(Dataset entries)
-- -- --

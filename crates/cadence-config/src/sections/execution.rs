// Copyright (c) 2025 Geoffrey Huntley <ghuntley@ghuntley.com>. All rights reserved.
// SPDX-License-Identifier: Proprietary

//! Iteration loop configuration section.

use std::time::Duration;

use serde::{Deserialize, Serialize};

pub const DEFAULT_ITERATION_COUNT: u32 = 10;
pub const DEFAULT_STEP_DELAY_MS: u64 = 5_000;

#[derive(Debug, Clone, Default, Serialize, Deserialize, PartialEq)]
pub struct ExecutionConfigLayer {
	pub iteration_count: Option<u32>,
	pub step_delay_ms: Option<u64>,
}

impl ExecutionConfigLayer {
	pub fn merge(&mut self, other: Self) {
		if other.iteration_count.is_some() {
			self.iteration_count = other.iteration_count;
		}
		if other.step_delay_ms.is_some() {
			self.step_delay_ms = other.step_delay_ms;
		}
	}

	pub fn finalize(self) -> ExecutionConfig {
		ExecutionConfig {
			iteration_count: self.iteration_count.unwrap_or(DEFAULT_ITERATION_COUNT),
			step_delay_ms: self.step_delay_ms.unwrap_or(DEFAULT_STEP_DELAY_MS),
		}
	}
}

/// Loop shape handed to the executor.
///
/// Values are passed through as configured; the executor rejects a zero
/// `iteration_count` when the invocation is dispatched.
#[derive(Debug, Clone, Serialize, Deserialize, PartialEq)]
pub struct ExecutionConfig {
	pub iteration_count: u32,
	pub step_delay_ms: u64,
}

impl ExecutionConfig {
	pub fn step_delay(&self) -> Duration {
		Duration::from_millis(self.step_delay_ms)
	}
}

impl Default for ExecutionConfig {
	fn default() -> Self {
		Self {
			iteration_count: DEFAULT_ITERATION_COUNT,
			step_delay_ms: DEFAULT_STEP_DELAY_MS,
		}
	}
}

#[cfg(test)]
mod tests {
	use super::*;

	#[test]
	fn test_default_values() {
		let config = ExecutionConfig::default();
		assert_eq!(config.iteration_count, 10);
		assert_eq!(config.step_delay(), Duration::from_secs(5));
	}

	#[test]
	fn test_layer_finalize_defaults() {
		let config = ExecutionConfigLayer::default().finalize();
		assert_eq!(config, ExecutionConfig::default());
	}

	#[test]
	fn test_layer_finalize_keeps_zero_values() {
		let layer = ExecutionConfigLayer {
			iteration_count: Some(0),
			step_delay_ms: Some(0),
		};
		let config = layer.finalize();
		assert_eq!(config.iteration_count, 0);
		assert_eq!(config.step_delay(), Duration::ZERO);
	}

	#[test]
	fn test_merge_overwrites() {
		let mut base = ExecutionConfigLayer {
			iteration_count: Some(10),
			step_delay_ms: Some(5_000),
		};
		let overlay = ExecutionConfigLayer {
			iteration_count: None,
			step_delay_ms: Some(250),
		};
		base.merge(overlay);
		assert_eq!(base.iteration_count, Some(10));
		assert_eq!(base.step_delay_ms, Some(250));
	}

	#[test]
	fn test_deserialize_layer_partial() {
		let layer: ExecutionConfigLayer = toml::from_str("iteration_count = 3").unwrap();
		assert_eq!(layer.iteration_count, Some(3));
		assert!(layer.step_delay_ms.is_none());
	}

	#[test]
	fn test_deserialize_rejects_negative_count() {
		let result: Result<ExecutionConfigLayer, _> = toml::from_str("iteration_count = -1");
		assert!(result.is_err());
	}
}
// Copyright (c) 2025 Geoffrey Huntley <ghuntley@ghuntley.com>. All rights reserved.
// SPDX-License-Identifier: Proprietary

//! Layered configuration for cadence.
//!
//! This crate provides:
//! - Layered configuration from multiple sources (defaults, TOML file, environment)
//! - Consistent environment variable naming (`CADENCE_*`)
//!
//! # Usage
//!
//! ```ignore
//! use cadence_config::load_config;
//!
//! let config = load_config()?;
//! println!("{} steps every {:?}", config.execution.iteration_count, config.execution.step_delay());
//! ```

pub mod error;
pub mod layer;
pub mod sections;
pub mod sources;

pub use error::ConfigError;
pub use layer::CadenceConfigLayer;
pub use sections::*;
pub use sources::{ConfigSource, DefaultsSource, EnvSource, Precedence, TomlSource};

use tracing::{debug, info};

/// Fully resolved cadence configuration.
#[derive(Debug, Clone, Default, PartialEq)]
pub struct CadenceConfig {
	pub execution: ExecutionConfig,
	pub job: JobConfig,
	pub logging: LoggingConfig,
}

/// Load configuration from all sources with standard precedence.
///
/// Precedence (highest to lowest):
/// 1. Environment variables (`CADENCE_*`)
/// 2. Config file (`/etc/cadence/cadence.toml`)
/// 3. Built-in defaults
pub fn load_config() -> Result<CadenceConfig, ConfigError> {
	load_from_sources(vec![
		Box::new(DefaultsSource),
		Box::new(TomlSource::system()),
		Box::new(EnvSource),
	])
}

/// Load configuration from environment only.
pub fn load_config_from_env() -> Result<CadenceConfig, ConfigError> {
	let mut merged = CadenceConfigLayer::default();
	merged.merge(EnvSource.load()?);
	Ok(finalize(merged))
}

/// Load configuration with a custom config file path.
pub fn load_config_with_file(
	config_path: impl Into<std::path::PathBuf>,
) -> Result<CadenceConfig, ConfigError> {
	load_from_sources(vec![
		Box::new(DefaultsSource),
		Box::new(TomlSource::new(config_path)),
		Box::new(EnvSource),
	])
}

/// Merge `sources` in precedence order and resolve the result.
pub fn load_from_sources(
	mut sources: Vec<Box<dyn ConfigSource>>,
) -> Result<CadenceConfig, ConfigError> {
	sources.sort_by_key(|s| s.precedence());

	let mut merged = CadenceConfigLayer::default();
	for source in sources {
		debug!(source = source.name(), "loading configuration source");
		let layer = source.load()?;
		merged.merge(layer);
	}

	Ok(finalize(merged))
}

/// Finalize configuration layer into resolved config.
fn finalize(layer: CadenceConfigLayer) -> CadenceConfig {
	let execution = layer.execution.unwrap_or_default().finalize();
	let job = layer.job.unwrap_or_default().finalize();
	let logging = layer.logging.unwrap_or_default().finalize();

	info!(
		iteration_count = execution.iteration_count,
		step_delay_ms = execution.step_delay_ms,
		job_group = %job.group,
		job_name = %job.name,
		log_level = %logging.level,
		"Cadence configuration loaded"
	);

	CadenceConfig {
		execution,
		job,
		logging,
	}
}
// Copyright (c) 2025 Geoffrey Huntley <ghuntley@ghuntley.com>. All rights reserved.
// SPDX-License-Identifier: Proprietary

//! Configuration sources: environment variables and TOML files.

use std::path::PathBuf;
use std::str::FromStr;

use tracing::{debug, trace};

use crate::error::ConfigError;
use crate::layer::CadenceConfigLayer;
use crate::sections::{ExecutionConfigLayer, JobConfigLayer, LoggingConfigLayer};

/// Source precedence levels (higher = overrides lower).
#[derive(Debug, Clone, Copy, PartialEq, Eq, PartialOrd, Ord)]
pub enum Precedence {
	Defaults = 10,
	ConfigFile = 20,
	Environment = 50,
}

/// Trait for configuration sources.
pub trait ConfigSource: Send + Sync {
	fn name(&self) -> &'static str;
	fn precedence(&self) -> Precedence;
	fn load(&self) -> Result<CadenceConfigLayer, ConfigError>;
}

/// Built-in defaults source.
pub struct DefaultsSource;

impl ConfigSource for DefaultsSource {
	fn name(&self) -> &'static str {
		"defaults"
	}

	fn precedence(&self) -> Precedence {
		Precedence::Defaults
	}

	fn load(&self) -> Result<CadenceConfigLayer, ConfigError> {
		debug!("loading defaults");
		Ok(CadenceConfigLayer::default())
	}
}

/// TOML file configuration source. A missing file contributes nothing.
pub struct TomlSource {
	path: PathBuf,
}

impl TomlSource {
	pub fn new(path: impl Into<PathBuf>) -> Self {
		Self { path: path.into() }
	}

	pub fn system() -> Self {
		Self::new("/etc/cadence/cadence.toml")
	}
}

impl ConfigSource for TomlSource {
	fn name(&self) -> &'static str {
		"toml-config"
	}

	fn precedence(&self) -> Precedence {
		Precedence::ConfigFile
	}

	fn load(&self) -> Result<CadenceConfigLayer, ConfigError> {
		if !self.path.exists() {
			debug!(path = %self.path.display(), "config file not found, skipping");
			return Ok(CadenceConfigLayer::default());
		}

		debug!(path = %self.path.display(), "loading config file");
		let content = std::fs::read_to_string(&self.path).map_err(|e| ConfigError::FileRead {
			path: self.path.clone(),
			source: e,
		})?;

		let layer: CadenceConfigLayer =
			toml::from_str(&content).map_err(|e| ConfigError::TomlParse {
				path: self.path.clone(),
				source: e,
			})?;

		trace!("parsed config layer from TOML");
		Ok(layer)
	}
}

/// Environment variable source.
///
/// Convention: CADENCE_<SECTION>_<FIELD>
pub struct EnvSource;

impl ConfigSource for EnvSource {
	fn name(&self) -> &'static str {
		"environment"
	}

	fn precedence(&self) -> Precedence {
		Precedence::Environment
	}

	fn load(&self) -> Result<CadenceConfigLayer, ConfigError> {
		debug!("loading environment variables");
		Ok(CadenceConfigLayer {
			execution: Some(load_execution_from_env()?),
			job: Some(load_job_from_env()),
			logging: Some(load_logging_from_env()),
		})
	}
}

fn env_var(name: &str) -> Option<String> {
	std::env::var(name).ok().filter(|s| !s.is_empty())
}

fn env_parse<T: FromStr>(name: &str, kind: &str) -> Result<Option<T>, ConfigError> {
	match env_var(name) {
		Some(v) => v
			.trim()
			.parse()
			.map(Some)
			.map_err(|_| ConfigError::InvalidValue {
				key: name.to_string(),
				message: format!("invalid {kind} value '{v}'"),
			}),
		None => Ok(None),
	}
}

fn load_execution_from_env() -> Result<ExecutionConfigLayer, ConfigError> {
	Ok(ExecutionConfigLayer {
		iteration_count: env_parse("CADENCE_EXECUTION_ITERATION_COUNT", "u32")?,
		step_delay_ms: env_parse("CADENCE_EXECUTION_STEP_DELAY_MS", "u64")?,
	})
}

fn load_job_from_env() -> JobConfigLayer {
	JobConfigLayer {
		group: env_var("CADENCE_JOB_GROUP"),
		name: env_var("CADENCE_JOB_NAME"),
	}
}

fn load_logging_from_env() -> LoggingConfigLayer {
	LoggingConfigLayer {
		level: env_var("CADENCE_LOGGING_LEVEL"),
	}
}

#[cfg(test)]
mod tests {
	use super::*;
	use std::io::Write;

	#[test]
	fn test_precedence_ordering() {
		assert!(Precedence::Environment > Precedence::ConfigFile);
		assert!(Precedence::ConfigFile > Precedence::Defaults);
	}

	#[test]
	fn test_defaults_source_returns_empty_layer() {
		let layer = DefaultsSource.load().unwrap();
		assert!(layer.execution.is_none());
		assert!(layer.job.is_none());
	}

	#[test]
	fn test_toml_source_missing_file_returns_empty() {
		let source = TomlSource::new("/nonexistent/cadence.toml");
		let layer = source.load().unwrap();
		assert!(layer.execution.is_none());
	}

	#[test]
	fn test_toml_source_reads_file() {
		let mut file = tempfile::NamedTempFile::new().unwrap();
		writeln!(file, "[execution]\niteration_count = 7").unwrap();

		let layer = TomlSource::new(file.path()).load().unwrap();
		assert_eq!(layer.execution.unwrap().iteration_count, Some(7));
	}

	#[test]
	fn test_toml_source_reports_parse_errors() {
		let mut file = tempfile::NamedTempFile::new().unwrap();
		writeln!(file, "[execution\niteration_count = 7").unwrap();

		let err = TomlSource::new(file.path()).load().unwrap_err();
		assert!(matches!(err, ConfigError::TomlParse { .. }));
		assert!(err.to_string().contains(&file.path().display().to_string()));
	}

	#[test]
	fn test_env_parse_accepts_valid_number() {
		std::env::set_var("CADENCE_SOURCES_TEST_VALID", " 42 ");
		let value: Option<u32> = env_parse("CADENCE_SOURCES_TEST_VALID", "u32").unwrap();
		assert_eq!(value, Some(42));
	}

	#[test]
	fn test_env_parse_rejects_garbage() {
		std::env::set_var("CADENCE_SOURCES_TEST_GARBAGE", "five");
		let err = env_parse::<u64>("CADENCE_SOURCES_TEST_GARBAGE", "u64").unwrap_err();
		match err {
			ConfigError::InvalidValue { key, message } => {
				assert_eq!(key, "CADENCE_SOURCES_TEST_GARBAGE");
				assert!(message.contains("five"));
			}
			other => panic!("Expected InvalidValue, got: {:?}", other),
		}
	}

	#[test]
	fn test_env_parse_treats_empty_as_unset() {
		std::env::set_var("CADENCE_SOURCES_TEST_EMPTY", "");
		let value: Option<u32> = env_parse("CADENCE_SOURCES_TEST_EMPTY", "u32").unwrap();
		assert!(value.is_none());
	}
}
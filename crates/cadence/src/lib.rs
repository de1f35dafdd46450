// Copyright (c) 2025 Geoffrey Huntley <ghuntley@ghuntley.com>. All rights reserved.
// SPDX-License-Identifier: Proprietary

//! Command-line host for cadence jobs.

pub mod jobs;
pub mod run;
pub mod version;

-- -- --

- Instructions to follow
If a line contains the string "filename", it counts toward the total; state that total for the records above and nothing more.

- Your response
2